## [Collected data]
BEGIN

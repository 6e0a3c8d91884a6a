//! Data models for historical search results.
//!
//! This module defines the data structures shared across the application:
//!
//! - [`PersonRecord`] - One normalized biographical record
//! - [`SearchSummary`] - Aggregate narrative for a completed search
//! - [`SearchQuery`] - Parameters of one search submission
//! - [`Category`] - Closed classification of records
//!
//! Records and summaries are produced exclusively by the response normalizer
//! in the `parsers` module and are immutable for the life of a session.

pub mod query;
pub mod record;
pub mod summary;

pub use query::SearchQuery;
pub use record::{Category, PersonRecord, Source};
pub use summary::{GroundingSource, SearchSummary};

END

## [What you have to do]
Of all the entries above, retype exactly the lines from the line with "historical search results." to the line with "one search submission", both included, and no others.

## [Your response]
//! Data models for historical search results.
//!
//! This module defines the data structures shared across the application:
//!
//! - [`PersonRecord`] - One normalized biographical record
//! - [`SearchSummary`] - Aggregate narrative for a completed search
//! - [`SearchQuery`] - Parameters of one search submission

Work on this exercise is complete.